Finding the distance between a point and a plane in three-dimensional geometry can be tackled using a specific formula. This formula originates from principles in vector mathematics and helps quantify how far separated two entities (a point and a plane) are in space.

• Consider a plane defined by the equation \(ax + by + cz + d = 0\).
• A point in 3D space is given by \((x_0, y_0, z_0)\).
• The distance \(D\) from this point to the plane is calculated using

\[D = \frac{|ax_0 + by_0 + cz_0 + d|}{\sqrt{a^2 + b^2 + c^2}}\]
The formula is derived by considering the plane's normal vector and how it projects perpendicularly to the point, allowing for an accurate linear measurement of distance. This approach ensures precision, as we're assessing the shortest path in the direction orthogonal to the plane, much like dropping a 'perpendicular' from the point to the surface.

Using the distance formula requires careful substitution and arithmetic to ensure accuracy. Let's break down the calculation process using an example with actual numbers to understand each part of the formula:

• Suppose our point \((x_0, y_0, z_0)\) is (1, 5, -4), and the plane is defined by \(3x - y + 2z = 6\).
• First, identify the coefficients \(a=3\), \(b=-1\), \(c=2\), and constant \(d = -6\) (note that the plane equation is rewritten for standard form).
• Substitute these values into the distance formula:

\[D = \frac{|3(1) + (-1)(5) + 2(-4) + (-6)|}{\sqrt{3^2 + (-1)^2 + 2^2}}\]

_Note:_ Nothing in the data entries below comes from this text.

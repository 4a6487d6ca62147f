use log::{debug, trace};
use macroquad::prelude::*;

use crate::scene::{self, Scene, TextItem, TextMetrics, TextSize, ViewportSize};
use crate::view::ViewTransform;
use crate::waveform::Waveform;

const BACKGROUND: Color = WHITE;
const TITLE_FILL: Color = LIGHTGRAY;
const TITLE_TEXT: Color = BLACK;
const FRAME_FILL: Color = BLACK;
const SIGNAL: Color = GREEN;
const LABEL_TEXT: Color = WHITE;
const SIGNAL_THICKNESS: f32 = 1.0;

#[derive(Clone, Copy, Debug, PartialEq)]
struct CacheKey {
    size: ViewportSize,
    view: ViewTransform,
}

/// Retained surface reused until the viewport or the view transform changes.
pub struct RasterCache<S> {
    entry: Option<(CacheKey, S)>,
    rebuilds: u64,
}

impl<S> Default for RasterCache<S> {
    fn default() -> Self {
        Self {
            entry: None,
            rebuilds: 0,
        }
    }
}

impl<S> RasterCache<S> {
    pub fn valid_for(&self, size: ViewportSize, view: &ViewTransform) -> bool {
        matches!(&self.entry, Some((key, _)) if key.size == size && key.view == *view)
    }

    pub fn is_dirty(&self) -> bool {
        self.entry.is_none()
    }

    pub fn invalidate(&mut self) {
        self.entry = None;
    }

    pub fn rebuilds(&self) -> u64 {
        self.rebuilds
    }

    /// Returns the cached surface, calling `build` first when it is missing or stale.
    pub fn present(
        &mut self,
        size: ViewportSize,
        view: &ViewTransform,
        build: impl FnOnce() -> S,
    ) -> &S {
        if !self.valid_for(size, view) {
            self.entry = None;
        }
        let key = CacheKey { size, view: *view };
        let (_, surface) = self.entry.get_or_insert_with(|| {
            self.rebuilds += 1;
            (key, build())
        });
        surface
    }
}

pub struct MacroquadText;

impl TextMetrics for MacroquadText {
    fn measure(&self, text: &str, font_size: u16) -> TextSize {
        let dimensions = measure_text(text, None, font_size, 1.0);
        TextSize {
            width: dimensions.width,
            height: dimensions.height,
        }
    }
}

#[derive(Default)]
pub struct Renderer {
    cache: RasterCache<RenderTarget>,
}

impl Renderer {
    pub fn invalidate(&mut self) {
        if !self.cache.is_dirty() {
            trace!("raster invalidated after {} builds", self.cache.rebuilds());
        }
        self.cache.invalidate();
    }

    pub fn present(
        &mut self,
        waveform: &Waveform,
        view: &ViewTransform,
        size: ViewportSize,
    ) -> &Texture2D {
        let target = self.cache.present(size, view, || {
            let scene = scene::build_scene(waveform, view, size, &MacroquadText);
            debug!(
                "raster rebuild {}x{} zoom={:.3} offset={:.1}: {} segments, {} labels",
                size.width,
                size.height,
                view.zoom(),
                view.offset_x(),
                scene.path.len(),
                scene.labels.len()
            );
            rasterize(&scene)
        });
        &target.texture
    }
}

fn rasterize(scene: &Scene) -> RenderTarget {
    let width = scene.size.width.max(1);
    let height = scene.size.height.max(1);
    let target = render_target(width, height);
    target.texture.set_filter(FilterMode::Nearest);

    let (w, h) = (width as f32, height as f32);
    set_camera(&Camera2D {
        zoom: vec2(2.0 / w, 2.0 / h),
        target: vec2(w * 0.5, h * 0.5),
        render_target: Some(target.clone()),
        ..Default::default()
    });

    clear_background(BACKGROUND);
    paint_title(scene);
    paint_frame(scene);
    paint_path(scene);
    for label in &scene.labels {
        paint_text(label, LABEL_TEXT);
    }

    set_default_camera();
    target
}

fn paint_title(scene: &Scene) {
    let title = scene.layout.title;
    draw_rectangle(title.x, title.y, title.w, title.h, TITLE_FILL);
    paint_text(&scene.title, TITLE_TEXT);
}

fn paint_frame(scene: &Scene) {
    let frame = scene.layout.frame;
    if frame.w > 0.0 && frame.h > 0.0 {
        draw_rectangle(frame.x, frame.y, frame.w, frame.h, FRAME_FILL);
    }
}

fn paint_path(scene: &Scene) {
    for (start, end) in &scene.path {
        draw_line(start.x, start.y, end.x, end.y, SIGNAL_THICKNESS, SIGNAL);
    }
}

fn paint_text(item: &TextItem, color: Color) {
    draw_text_ex(
        &item.text,
        item.x,
        item.baseline,
        TextParams {
            font_size: item.font_size,
            color,
            ..Default::default()
        },
    );
}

• Calculate the numerator separately: \(3*1 - 1*5 + 2*(-4) - 6 = -9\), then take absolute value to get 9.
• Next, execute the denominator calculation: \(\sqrt{9 + 1 + 4} = \sqrt{14}\).
• Now, divide to find \(D\): \(\frac{9}{\sqrt{14}}\), which simplifies to \(\frac{9\sqrt{14}}{14}\) after rationalizing the denominator.

This clear sequence of steps ensures we follow the method methodically, minimizing calculation errors and improving understanding.

Three-dimensional coordinate geometry is the study of geometric figures found in the 3D spatial environment. Understanding this is critical as it applies to real-world situations where objects do not exist merely in two planes but rather have depth.

• A point in 3D is represented by coordinates \((x, y, z)\), denoting its location with respect to three mutually perpendicular axes (usually labeled X, Y, and Z).
• Planes in 3D are continuous surfaces and can be expressed in the form \(ax + by + cz + d = 0\). This represents the set of points forming the plane.
• The distance between a point and plane provides insights into the position of the point relative to the plane, crucial for fields such as architecture, aviation, and computer graphics where spatial relationships must be fully understood.

By combining this understanding with algebraic expressions, three-dimensional coordinate geometry allows for powerful problem-solving tools, enhancing our ability to manipulate and analyze spatial figures.